(Stored items)

◆ ◆ ◆ ◆ ◆ ◆ ◆

//! GCP Authentication
//!
//! Handles authentication using Application Default Credentials (ADC),
//! service account keys, or gcloud CLI credentials, and reads project and
//! region defaults from the gcloud configuration.

use anyhow::{Context, Result};
use gcp_auth::TokenProvider;
use std::path::PathBuf;
use std::sync::Arc;
use std::time::{Duration, Instant};
use tokio::sync::RwLock;

/// Default scopes for GCP API access
pub const DEFAULT_SCOPES: &[&str] = &["https://www.googleapis.com/auth/cloud-platform"];

/// Environment variable holding a pre-minted access token
pub const ACCESS_TOKEN_ENV: &str = "GCP_TEARDOWN_ACCESS_TOKEN";

/// Token expiry buffer - refresh tokens this much before they actually expire
/// This prevents using tokens that are about to expire during a request
const TOKEN_EXPIRY_BUFFER: Duration = Duration::from_secs(60);

/// Default token TTL if we can't determine expiry (conservative: 30 minutes)
const DEFAULT_TOKEN_TTL: Duration = Duration::from_secs(30 * 60);

#[derive(Clone)]
enum TokenSource {
    Provider(Arc<dyn TokenProvider>),
    Static(String),
}

/// GCP credentials holder with token caching
#[derive(Clone)]
pub struct GcpCredentials {
    source: TokenSource,
    token_cache: Arc<RwLock<Option<CachedToken>>>,
}

#[derive(Clone)]
struct CachedToken {
    token: String,
    /// When this token expires (with buffer applied)
    expires_at: Instant,
}

impl CachedToken {
    /// Check if this cached token is still valid
    fn is_valid(&self) -> bool {
        Instant::now() < self.expires_at
    }
}

impl GcpCredentials {
    /// Create new GCP credentials.
    ///
    /// Uses `GCP_TEARDOWN_ACCESS_TOKEN` when set, Application Default
    /// Credentials otherwise.
    pub async fn new() -> Result<Self> {
        if let Ok(token) = std::env::var(ACCESS_TOKEN_ENV) {
            if !token.trim().is_empty() {
                tracing::info!("Using access token from {}", ACCESS_TOKEN_ENV);
                return Ok(Self::from_static_token(token.trim()));
            }
        }

        let provider = gcp_auth::provider().await.context(
            "Failed to initialize GCP authentication. Run 'gcloud auth application-default login'",
        )?;
        tracing::info!("Using Application Default Credentials");

        Ok(Self {
            source: TokenSource::Provider(provider),
            token_cache: Arc::new(RwLock::new(None)),
        })
    }

    /// Credentials that always hand out the same bearer token
    pub fn from_static_token(token: &str) -> Self {
        Self {
            source: TokenSource::Static(token.to_string()),
            token_cache: Arc::new(RwLock::new(None)),
        }
    }

    /// Get an access token for API calls
    /// Security: Checks token expiry before returning cached token
    pub async fn get_token(&self) -> Result<String> {
        let provider = match &self.source {
            TokenSource::Static(token) => return Ok(token.clone()),
            TokenSource::Provider(provider) => provider,
        };

        {
            let cache = self.token_cache.read().await;
            if let Some(cached) = cache.as_ref() {
                if cached.is_valid() {
                    return Ok(cached.token.clone());
                }
                tracing::debug!("Cached token expired, fetching new token");
            }
        }

        let token = provider
            .token(DEFAULT_SCOPES)
            .await
            .context("Failed to get access token")?;

        let token_str = token.as_str().to_string();
        let expires_at = Instant::now() + DEFAULT_TOKEN_TTL - TOKEN_EXPIRY_BUFFER;

        {
            let mut cache = self.token_cache.write().await;
            *cache = Some(CachedToken {
                token: token_str.clone(),
                expires_at,
            });
        }

        tracing::debug!(
            "New token cached, expires in ~{} minutes",
            (DEFAULT_TOKEN_TTL - TOKEN_EXPIRY_BUFFER).as_secs() / 60
        );

        Ok(token_str)
    }
}

/// Get the gcloud configuration directory
pub fn get_gcloud_config_dir() -> Option<PathBuf> {
    // Check CLOUDSDK_CONFIG environment variable first
    if let Ok(path) = std::env::var("CLOUDSDK_CONFIG") {
        return Some(PathBuf::from(path));
    }

    // Default to ~/.config/gcloud on Linux/macOS
    dirs::config_dir().map(|p| p.join("gcloud"))
}

/// Validate a GCP project ID format
/// Project IDs must be 6-30 characters, lowercase letters, digits, and hyphens
/// Must start with a letter and cannot end with a hyphen
pub fn validate_project_id(project: &str) -> bool {
    if project.len() < 6 || project.len() > 30 {
        return false;
    }

    match project.chars().next() {
        Some(c) if c.is_ascii_lowercase() => {}
        _ => return false,
    }

    if project.ends_with('-') {
        return false;
    }

    project
        .chars()
        .all(|c| c.is_ascii_lowercase() || c.is_ascii_digit() || c == '-')
}

/// Read `key` from `[section]` of an INI-style gcloud file
fn read_ini_value(content: &str, section: &str, key: &str) -> Option<String> {
    let header = format!("[{}]", section);
    let mut in_section = false;

    for line in content.lines() {
        let line = line.trim();
        // Security: Skip comments and empty lines
        if line.is_empty() || line.starts_with('#') || line.starts_with(';') {
            continue;
        }
        if line.starts_with('[') {
            in_section = line == header;
            continue;
        }
        if !in_section {
            continue;
        }
        if let Some((k, v)) = line.split_once('=') {
            if k.trim() == key {
                return Some(v.trim().to_string());
            }
        }
    }

    None
}

/// Read a value from the active gcloud configuration
fn read_active_config_value(section: &str, key: &str) -> Option<String> {
    let config_dir = get_gcloud_config_dir()?;

    if let Ok(content) = std::fs::read_to_string(config_dir.join("properties")) {
        if let Some(value) = read_ini_value(&content, section, key) {
            return Some(value);
        }
    }

    let active_config = std::fs::read_to_string(config_dir.join("active_config")).ok()?;
    let config_name = active_config.trim();

    // Security: Validate config name to prevent path traversal
    if !config_name
        .chars()
        .all(|c| c.is_ascii_alphanumeric() || c == '-' || c == '_')
    {
        tracing::warn!("Invalid characters in active_config name");
        return None;
    }

    let config_path = config_dir
        .join("configurations")
        .join(format!("config_{}", config_name));

    let content = std::fs::read_to_string(config_path).ok()?;
    read_ini_value(&content, section, key)
}

/// Read the default project from environment or gcloud configuration
/// Security: Validates project ID format before returning
pub fn get_default_project() -> Option<String> {
    for var in ["CLOUDSDK_CORE_PROJECT", "GOOGLE_CLOUD_PROJECT", "GCLOUD_PROJECT"] {
        if let Ok(project) = std::env::var(var) {
            if validate_project_id(&project) {
                return Some(project);
            }
            tracing::warn!("Invalid project ID format in {}", var);
        }
    }

    read_active_config_value("core", "project").filter(|p| validate_project_id(p))
}

/// Get the default region from environment or gcloud configuration
pub fn get_default_region() -> Option<String> {
    if let Ok(region) = std::env::var("CLOUDSDK_COMPUTE_REGION") {
        if !region.is_empty() {
            return Some(region);
        }
    }

    read_active_config_value("compute", "region")
}

#[cfg(test)]
mod tests {
    use super::*;

    #[test]
    fn test_validate_project_id() {
        assert!(validate_project_id("my-project-123"));
        assert!(!validate_project_id("short"));
        assert!(!validate_project_id("1starts-with-digit"));
        assert!(!validate_project_id("ends-with-hyphen-"));
        assert!(!validate_project_id("Upper-Case-Project"));
    }

    #[test]
    fn test_read_ini_value_respects_sections() {
        let content = "[core]\nproject = my-project\n\n[compute]\nregion = us-east1\nzone=us-east1-b\n";
        assert_eq!(read_ini_value(content, "core", "project").as_deref(), Some("my-project"));
        assert_eq!(read_ini_value(content, "compute", "region").as_deref(), Some("us-east1"));
        assert_eq!(read_ini_value(content, "compute", "zone").as_deref(), Some("us-east1-b"));
        assert_eq!(read_ini_value(content, "core", "region"), None);
    }

    #[test]
    fn test_read_ini_value_skips_comments() {
        let content = "[core]\n# project = commented\n; project = also\nproject=real-project\n";
        assert_eq!(read_ini_value(content, "core", "project").as_deref(), Some("real-project"));
    }

    #[tokio::test]
    async fn test_static_token() {
        let creds = GcpCredentials::from_static_token("abc");
        assert_eq!(creds.get_token().await.unwrap(), "abc");
    }
}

◆ ◆ ◆ ◆ ◆ ◆ ◆

ASSIGNED TASK — Exactly the lines running from the top of the records to the line that contains "return Ok(Self::from_static_token(token.trim()));", inclusive, must be set down, and nothing more.

COMPLETED EXERCISE —
//! GCP Authentication
//!
//! Handles authentication using Application Default Credentials (ADC),
//! service account keys, or gcloud CLI credentials, and reads project and
//! region defaults from the gcloud configuration.

use anyhow::{Context, Result};
use gcp_auth::TokenProvider;
use std::path::PathBuf;
use std::sync::Arc;
use std::time::{Duration, Instant};
use tokio::sync::RwLock;

/// Default scopes for GCP API access
pub const DEFAULT_SCOPES: &[&str] = &["https://www.googleapis.com/auth/cloud-platform"];

/// Environment variable holding a pre-minted access token
pub const ACCESS_TOKEN_ENV: &str = "GCP_TEARDOWN_ACCESS_TOKEN";

/// Token expiry buffer - refresh tokens this much before they actually expire
/// This prevents using tokens that are about to expire during a request
const TOKEN_EXPIRY_BUFFER: Duration = Duration::from_secs(60);

/// Default token TTL if we can't determine expiry (conservative: 30 minutes)
const DEFAULT_TOKEN_TTL: Duration = Duration::from_secs(30 * 60);

#[derive(Clone)]
enum TokenSource {
    Provider(Arc<dyn TokenProvider>),
    Static(String),
}

/// GCP credentials holder with token caching
#[derive(Clone)]
pub struct GcpCredentials {
    source: TokenSource,
    token_cache: Arc<RwLock<Option<CachedToken>>>,
}

#[derive(Clone)]
struct CachedToken {
    token: String,
    /// When this token expires (with buffer applied)
    expires_at: Instant,
}

impl CachedToken {
    /// Check if this cached token is still valid
    fn is_valid(&self) -> bool {
        Instant::now() < self.expires_at
    }
}

impl GcpCredentials {
    /// Create new GCP credentials.
    ///
    /// Uses `GCP_TEARDOWN_ACCESS_TOKEN` when set, Application Default
    /// Credentials otherwise.
    pub async fn new() -> Result<Self> {
        if let Ok(token) = std::env::var(ACCESS_TOKEN_ENV) {
            if !token.trim().is_empty() {
                tracing::info!("Using access token from {}", ACCESS_TOKEN_ENV);
                return Ok(Self::from_static_token(token.trim()));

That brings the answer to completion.